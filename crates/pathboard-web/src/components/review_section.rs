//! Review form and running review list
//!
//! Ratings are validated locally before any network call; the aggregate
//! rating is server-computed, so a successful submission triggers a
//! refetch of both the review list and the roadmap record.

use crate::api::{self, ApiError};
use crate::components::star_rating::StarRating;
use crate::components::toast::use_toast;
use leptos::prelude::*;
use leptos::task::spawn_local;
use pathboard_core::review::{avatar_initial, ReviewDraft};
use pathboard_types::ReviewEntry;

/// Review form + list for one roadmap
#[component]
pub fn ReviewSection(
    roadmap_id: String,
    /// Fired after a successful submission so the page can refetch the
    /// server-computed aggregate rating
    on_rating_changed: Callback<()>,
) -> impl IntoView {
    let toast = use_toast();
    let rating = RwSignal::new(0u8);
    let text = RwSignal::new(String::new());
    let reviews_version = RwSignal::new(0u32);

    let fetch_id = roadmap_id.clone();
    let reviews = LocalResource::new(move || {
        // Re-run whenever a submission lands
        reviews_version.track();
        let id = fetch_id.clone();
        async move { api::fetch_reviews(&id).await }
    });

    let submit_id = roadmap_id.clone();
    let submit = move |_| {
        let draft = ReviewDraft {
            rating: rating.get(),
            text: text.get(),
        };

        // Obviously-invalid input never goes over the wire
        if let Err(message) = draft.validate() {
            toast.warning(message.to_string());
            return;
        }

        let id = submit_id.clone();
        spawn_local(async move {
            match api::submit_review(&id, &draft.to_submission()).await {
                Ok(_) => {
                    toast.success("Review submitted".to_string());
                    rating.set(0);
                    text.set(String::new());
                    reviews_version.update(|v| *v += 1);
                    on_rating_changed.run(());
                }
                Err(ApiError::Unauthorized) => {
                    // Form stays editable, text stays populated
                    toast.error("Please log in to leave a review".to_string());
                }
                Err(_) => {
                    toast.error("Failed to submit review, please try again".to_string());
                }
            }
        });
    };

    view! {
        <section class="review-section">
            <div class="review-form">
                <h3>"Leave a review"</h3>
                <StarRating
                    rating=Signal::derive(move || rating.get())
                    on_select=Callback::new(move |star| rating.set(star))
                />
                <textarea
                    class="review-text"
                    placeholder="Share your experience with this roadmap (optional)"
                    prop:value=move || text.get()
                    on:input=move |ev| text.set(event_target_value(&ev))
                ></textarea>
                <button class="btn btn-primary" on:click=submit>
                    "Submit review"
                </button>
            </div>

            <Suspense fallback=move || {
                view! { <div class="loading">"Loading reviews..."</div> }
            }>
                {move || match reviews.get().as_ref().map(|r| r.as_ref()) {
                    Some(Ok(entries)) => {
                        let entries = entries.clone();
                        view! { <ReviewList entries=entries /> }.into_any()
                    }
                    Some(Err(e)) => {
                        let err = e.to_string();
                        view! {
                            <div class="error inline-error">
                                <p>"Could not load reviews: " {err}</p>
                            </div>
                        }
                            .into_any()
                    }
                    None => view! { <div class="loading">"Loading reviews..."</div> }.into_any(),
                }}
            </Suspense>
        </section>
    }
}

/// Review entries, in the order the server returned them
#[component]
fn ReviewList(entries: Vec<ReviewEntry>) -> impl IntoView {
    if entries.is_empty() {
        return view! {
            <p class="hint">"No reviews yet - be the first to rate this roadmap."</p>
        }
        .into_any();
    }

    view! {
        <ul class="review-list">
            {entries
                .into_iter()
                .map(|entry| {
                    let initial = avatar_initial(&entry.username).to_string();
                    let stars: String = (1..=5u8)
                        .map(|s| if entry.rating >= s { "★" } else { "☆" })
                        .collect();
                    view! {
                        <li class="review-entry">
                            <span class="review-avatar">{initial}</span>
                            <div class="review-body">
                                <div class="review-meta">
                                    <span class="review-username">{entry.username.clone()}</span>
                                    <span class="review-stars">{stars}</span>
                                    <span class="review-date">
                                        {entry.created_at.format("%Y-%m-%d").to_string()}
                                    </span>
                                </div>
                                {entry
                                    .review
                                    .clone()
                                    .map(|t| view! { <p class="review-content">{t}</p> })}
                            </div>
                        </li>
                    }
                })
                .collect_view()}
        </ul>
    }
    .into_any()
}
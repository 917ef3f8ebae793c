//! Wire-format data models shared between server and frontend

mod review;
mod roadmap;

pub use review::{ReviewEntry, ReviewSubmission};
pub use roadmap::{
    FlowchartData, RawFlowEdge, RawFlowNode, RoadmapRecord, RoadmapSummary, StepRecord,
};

■ WHAT THE TASK REQUIRES:
Working through the records above, copy each line in which "impl" is found.

■ EXERCISE OUTPUT:
) -> impl IntoView {
fn ReviewList(entries: Vec<ReviewEntry>) -> impl IntoView {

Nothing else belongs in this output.